Segment Start: EXERCISE INPUT
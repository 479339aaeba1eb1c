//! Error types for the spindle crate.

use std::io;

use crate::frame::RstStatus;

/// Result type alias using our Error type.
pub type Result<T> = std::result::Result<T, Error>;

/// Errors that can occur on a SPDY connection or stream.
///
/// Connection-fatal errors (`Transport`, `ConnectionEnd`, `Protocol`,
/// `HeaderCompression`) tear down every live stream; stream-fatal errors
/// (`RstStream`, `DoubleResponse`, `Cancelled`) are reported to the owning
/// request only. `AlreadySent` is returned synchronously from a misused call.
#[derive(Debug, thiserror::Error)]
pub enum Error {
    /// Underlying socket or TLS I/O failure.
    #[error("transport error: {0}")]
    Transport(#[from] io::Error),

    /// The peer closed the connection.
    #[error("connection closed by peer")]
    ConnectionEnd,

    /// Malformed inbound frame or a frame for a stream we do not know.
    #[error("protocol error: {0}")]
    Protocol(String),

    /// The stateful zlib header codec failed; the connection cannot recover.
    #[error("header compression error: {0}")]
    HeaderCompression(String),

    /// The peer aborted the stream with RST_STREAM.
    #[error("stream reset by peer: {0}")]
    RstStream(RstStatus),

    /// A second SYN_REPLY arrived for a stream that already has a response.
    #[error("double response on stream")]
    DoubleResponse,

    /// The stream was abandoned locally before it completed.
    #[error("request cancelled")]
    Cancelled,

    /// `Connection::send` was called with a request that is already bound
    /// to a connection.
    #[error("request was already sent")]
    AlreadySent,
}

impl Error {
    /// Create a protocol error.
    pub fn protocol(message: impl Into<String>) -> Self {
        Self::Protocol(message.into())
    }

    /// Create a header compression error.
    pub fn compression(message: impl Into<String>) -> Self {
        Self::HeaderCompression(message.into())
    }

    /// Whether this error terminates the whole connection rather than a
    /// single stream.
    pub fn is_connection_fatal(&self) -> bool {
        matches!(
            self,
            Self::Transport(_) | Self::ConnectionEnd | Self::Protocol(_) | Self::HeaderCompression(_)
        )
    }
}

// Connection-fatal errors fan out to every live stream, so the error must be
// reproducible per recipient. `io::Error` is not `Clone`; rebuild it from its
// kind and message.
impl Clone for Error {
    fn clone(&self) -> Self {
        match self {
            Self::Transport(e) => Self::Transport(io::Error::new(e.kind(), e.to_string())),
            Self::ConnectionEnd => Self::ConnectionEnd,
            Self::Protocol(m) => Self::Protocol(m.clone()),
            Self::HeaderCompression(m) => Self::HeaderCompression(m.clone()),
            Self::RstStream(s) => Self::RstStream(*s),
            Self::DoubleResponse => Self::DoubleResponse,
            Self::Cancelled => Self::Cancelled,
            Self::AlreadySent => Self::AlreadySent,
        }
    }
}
Segment End: EXERCISE INPUT
**PROBLEM TO SOLVE:** Where does "HeaderCompression" appear in the records above? Copy every line that has it.

**RESULT FOR THIS TASK:**
/// `HeaderCompression`) tear down every live stream; stream-fatal errors
    HeaderCompression(String),
        Self::HeaderCompression(message.into())
            Self::Transport(_) | Self::ConnectionEnd | Self::Protocol(_) | Self::HeaderCompression(_)
            Self::HeaderCompression(m) => Self::HeaderCompression(m.clone()),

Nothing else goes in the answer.